## Required action:
Below are the records. Restate word for word every line from the one that contains "FROM chat_groups WHERE" through the final line, both included.

═════ Available data ═════

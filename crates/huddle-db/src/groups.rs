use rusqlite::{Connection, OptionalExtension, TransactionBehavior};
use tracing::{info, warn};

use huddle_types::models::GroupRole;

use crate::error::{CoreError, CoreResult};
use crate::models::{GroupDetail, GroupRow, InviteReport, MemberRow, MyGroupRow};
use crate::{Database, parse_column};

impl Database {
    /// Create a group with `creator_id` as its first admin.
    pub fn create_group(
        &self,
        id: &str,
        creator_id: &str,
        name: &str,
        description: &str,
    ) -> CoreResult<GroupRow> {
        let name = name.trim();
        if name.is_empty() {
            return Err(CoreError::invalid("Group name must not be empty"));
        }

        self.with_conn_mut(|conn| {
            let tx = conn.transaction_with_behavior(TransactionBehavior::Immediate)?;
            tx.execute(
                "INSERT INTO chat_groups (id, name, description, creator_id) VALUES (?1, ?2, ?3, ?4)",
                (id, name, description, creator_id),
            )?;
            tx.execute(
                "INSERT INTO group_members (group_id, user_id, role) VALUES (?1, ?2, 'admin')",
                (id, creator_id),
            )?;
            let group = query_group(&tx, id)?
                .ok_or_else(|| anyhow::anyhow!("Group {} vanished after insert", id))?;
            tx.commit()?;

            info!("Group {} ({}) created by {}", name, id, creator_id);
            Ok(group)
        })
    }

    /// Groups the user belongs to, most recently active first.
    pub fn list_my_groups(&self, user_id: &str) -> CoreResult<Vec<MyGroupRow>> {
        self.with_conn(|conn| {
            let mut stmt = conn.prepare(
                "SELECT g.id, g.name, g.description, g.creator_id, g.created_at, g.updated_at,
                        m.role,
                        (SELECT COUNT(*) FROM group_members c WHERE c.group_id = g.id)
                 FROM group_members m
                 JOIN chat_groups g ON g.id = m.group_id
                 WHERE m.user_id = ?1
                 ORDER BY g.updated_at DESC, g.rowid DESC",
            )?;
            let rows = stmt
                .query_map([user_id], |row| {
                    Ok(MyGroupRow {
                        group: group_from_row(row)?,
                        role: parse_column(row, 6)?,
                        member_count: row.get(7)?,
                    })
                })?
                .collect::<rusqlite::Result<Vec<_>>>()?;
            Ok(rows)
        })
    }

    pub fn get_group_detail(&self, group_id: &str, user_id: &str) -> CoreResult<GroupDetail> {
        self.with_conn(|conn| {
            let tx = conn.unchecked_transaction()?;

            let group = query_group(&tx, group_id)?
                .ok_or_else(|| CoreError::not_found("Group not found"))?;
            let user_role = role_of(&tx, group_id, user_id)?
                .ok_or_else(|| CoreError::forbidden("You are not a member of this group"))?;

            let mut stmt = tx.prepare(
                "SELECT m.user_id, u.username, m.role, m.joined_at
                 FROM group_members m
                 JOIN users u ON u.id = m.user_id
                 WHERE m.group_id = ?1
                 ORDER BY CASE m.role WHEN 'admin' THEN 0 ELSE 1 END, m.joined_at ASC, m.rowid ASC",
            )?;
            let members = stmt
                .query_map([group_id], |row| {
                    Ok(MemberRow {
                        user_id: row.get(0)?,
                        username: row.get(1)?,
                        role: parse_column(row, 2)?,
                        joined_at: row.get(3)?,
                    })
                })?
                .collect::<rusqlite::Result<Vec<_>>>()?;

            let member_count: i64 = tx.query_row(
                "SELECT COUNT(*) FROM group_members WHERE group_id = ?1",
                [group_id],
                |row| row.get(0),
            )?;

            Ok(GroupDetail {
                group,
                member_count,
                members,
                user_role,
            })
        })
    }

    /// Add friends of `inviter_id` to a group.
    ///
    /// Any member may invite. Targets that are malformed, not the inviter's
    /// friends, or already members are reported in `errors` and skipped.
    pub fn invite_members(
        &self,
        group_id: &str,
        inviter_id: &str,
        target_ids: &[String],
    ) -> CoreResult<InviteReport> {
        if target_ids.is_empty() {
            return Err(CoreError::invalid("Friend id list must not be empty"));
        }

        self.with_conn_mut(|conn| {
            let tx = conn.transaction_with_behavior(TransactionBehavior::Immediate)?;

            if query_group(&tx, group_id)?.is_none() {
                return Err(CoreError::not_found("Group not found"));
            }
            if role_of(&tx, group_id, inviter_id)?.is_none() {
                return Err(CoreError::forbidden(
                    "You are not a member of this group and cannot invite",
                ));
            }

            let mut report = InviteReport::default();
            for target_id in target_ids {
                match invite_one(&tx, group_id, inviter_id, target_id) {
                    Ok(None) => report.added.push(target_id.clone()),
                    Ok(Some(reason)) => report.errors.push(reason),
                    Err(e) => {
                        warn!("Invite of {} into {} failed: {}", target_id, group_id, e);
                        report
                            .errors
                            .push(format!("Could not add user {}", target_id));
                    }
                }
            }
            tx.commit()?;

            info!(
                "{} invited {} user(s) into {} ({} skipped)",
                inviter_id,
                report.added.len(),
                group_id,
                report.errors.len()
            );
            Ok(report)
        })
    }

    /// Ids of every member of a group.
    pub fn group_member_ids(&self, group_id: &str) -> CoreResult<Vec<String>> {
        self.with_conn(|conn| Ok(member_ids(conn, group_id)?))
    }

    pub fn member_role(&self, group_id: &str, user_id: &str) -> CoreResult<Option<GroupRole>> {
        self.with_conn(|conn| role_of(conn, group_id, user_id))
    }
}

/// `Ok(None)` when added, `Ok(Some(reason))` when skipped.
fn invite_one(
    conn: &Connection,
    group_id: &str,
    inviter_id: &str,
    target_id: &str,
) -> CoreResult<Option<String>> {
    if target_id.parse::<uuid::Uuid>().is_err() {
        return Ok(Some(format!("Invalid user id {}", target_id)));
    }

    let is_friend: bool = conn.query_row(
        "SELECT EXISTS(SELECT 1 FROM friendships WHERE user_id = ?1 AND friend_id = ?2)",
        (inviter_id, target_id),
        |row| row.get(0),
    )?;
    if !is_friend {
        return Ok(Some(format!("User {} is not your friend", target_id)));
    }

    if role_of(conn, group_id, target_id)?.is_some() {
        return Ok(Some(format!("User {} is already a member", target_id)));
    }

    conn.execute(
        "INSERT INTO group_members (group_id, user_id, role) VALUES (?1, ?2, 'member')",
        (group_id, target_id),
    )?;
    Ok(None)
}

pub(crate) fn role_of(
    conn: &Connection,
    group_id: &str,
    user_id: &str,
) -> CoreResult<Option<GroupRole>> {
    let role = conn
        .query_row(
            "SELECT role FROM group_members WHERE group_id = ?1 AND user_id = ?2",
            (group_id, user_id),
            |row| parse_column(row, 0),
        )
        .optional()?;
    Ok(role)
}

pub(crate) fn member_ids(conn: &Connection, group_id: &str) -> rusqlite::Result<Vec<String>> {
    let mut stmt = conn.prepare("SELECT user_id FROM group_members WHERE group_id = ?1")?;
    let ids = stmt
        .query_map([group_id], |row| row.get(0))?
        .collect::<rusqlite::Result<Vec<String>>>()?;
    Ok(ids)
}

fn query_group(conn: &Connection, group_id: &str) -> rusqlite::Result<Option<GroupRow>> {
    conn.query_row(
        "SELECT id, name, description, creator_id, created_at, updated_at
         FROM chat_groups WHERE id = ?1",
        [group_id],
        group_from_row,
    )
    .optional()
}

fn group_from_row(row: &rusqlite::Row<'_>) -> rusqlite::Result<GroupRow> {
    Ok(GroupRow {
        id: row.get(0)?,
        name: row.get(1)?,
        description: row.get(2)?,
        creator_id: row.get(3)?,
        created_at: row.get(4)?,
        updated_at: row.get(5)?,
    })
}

═════

## Solution to the problem:
         FROM chat_groups WHERE id = ?1",
        [group_id],
        group_from_row,
    )
    .optional()
}

fn group_from_row(row: &rusqlite::Row<'_>) -> rusqlite::Result<GroupRow> {
    Ok(GroupRow {
        id: row.get(0)?,
        name: row.get(1)?,
        description: row.get(2)?,
        creator_id: row.get(3)?,
        created_at: row.get(4)?,
        updated_at: row.get(5)?,
    })
}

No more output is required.